Your task: Check every line below for the word "MarketDataSource" and show those that hold it.

Stored data:
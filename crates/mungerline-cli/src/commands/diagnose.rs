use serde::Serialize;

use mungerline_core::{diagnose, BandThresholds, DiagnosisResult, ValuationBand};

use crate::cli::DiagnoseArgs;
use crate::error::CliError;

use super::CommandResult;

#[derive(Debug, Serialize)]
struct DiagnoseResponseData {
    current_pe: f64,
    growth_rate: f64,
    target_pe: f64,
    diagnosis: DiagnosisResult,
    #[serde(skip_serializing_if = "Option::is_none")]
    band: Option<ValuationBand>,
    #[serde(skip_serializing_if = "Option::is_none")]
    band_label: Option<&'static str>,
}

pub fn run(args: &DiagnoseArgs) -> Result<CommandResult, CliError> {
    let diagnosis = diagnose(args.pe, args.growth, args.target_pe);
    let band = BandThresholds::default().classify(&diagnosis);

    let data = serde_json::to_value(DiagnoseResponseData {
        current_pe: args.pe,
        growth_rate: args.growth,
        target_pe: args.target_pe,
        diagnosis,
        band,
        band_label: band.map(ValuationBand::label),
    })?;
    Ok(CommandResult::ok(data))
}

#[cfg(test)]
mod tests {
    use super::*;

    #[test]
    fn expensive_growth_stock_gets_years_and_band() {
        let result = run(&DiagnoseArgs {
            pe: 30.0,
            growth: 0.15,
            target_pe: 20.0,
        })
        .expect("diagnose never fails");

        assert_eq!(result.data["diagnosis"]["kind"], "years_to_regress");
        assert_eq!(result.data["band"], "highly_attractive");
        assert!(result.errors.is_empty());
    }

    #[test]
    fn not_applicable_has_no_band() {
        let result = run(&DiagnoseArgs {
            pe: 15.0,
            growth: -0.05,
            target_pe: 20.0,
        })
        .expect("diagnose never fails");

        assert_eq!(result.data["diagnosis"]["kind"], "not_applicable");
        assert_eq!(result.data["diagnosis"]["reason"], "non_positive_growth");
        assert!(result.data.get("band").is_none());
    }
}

--

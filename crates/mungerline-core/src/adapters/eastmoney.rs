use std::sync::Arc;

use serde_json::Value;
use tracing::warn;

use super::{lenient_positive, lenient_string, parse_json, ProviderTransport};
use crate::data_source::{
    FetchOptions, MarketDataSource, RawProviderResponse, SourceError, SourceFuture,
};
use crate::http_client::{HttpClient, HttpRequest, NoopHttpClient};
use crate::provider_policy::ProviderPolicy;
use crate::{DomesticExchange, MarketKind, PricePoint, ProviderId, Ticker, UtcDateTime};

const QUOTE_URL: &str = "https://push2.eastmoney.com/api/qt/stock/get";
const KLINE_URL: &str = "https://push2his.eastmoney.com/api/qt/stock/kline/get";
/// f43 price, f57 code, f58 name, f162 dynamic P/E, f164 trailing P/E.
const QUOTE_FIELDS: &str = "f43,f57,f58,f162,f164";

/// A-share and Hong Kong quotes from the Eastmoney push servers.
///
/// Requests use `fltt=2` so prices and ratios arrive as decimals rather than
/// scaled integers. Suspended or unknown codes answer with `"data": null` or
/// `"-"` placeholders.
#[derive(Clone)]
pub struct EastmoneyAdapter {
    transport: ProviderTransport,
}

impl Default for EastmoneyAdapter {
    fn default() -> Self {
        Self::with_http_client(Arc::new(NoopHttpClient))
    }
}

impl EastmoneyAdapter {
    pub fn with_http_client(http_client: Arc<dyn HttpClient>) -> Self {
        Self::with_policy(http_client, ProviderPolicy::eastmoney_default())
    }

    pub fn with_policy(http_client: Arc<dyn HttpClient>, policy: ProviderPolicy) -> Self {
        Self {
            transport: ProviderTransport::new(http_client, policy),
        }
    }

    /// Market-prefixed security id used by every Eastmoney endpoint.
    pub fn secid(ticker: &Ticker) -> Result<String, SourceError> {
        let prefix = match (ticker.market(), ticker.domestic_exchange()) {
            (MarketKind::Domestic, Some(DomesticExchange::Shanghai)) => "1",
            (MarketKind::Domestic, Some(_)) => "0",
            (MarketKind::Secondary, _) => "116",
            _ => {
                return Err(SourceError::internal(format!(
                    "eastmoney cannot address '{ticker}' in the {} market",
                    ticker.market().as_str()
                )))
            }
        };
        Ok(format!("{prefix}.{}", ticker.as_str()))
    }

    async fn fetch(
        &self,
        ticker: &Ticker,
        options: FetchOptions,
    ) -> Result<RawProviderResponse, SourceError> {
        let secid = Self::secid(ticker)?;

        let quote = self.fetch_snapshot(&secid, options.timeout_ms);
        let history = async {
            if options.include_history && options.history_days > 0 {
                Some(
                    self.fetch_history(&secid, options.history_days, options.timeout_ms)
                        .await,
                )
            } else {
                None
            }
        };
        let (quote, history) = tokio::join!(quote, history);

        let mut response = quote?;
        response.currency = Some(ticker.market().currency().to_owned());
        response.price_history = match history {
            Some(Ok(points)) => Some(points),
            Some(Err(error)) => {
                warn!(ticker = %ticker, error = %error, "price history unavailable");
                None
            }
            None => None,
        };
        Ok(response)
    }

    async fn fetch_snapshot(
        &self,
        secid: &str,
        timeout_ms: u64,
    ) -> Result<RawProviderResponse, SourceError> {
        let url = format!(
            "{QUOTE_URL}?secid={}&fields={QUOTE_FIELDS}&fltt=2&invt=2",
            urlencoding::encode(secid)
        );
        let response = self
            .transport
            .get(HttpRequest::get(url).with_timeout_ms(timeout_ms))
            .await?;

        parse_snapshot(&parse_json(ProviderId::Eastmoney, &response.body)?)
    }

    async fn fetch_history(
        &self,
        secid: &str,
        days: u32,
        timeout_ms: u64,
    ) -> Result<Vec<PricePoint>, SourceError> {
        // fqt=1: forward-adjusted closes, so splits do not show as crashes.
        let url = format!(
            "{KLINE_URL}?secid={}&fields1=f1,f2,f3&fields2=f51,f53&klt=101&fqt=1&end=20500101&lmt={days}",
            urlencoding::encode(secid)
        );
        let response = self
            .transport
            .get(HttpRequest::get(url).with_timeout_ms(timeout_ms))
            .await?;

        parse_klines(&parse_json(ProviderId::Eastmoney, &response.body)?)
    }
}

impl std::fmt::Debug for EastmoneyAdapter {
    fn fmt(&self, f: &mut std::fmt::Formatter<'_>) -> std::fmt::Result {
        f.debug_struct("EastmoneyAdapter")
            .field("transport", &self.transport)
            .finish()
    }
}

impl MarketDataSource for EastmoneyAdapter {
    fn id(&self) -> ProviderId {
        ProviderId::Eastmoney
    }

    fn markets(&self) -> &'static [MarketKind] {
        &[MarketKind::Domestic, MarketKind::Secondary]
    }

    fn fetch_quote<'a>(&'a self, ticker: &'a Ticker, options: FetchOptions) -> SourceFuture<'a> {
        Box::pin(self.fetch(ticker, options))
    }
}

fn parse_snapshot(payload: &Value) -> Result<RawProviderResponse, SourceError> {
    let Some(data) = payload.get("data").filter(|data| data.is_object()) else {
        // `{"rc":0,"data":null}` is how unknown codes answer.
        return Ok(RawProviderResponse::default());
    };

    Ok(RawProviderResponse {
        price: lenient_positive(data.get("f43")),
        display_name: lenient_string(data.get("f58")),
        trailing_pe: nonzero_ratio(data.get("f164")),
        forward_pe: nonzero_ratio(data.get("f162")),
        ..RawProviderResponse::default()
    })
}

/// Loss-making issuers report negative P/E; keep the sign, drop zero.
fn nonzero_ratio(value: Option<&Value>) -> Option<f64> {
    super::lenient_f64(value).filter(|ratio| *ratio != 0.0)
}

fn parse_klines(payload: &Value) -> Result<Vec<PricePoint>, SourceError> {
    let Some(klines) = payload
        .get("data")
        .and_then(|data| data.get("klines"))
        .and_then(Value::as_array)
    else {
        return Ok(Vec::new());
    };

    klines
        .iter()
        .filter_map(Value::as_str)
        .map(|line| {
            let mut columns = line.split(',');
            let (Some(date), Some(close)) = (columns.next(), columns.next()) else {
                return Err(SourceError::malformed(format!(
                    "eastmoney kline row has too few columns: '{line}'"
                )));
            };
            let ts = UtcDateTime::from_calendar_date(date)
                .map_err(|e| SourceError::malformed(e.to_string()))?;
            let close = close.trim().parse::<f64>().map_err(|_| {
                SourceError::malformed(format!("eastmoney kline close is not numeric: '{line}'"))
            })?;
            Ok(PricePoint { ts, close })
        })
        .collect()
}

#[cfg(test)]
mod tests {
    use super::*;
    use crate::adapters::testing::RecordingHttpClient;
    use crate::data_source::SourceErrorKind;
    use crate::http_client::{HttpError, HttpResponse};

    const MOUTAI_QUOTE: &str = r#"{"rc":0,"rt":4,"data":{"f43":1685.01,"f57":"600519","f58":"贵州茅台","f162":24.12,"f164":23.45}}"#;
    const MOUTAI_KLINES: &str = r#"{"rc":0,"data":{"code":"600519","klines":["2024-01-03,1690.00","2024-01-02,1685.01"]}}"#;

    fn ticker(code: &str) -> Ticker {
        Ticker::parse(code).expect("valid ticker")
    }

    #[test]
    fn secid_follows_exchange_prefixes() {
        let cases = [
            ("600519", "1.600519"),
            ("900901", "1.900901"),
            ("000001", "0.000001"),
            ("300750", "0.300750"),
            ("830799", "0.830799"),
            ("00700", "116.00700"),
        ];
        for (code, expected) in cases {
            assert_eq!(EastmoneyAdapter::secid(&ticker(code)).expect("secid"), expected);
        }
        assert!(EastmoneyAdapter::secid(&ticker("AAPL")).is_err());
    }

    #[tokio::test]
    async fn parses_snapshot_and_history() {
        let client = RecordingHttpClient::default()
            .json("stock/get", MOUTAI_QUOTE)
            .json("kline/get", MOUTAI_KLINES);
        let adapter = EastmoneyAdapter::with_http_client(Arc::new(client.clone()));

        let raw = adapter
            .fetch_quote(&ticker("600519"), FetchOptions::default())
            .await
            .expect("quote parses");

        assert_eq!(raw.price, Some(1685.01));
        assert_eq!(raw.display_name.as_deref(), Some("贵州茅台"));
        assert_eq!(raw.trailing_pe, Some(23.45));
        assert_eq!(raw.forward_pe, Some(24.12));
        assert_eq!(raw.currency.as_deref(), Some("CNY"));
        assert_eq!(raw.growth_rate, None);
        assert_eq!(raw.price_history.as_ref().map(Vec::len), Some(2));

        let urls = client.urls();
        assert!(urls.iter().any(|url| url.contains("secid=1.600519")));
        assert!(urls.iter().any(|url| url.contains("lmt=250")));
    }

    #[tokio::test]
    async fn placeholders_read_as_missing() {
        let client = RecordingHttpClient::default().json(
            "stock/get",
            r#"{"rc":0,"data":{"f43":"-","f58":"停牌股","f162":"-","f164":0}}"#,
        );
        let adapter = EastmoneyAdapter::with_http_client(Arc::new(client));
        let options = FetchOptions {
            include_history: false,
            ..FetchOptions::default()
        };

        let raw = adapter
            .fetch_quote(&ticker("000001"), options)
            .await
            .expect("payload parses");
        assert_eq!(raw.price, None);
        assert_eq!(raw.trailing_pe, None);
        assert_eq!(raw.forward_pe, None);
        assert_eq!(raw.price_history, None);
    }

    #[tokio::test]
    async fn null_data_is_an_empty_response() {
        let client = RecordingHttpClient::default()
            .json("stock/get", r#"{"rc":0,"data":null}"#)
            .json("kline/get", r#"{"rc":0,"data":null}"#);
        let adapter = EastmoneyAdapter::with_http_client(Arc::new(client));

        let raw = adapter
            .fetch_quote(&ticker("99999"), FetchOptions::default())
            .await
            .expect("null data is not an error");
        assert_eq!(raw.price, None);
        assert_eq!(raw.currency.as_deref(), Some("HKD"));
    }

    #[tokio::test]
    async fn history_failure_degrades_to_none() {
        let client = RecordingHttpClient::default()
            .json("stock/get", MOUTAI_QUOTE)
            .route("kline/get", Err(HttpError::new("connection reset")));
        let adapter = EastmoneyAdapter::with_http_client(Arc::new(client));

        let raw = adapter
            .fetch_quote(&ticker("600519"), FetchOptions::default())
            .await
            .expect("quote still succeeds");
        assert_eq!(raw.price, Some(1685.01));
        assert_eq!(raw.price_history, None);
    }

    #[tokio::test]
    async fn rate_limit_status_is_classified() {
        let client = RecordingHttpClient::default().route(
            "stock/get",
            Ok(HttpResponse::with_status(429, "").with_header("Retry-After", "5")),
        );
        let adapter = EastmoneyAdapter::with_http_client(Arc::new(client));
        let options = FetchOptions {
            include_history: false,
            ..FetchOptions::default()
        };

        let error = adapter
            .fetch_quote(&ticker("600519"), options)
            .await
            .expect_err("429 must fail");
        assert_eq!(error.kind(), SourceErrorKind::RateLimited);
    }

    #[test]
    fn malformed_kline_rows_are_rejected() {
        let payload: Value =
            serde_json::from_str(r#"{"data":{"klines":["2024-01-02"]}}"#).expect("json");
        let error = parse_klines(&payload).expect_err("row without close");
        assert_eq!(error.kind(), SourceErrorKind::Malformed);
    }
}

Exercise output:
    FetchOptions, MarketDataSource, RawProviderResponse, SourceError, SourceFuture,
impl MarketDataSource for EastmoneyAdapter {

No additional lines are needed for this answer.